*Input for this task*:
______
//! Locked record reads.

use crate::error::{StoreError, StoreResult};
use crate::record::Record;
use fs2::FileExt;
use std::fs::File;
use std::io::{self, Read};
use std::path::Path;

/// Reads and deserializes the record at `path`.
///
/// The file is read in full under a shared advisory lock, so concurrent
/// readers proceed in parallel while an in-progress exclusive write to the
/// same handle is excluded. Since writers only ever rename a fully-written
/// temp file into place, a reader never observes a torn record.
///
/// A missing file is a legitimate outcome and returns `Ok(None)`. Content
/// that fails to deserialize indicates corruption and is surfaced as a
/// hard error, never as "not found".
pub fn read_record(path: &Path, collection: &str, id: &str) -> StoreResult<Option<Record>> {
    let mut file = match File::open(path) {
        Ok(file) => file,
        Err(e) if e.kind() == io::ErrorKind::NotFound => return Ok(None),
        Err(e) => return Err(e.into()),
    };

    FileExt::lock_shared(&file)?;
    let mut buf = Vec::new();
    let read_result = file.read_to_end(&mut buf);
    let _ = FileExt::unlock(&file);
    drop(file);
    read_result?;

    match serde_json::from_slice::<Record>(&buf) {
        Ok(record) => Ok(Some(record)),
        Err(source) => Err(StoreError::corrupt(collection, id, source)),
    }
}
______
*Work request*: Identify the lines above with the word "path". Copy them.

*Response to the exercise*:
use std::path::Path;
/// Reads and deserializes the record at `path`.
pub fn read_record(path: &Path, collection: &str, id: &str) -> StoreResult<Option<Record>> {
    let mut file = match File::open(path) {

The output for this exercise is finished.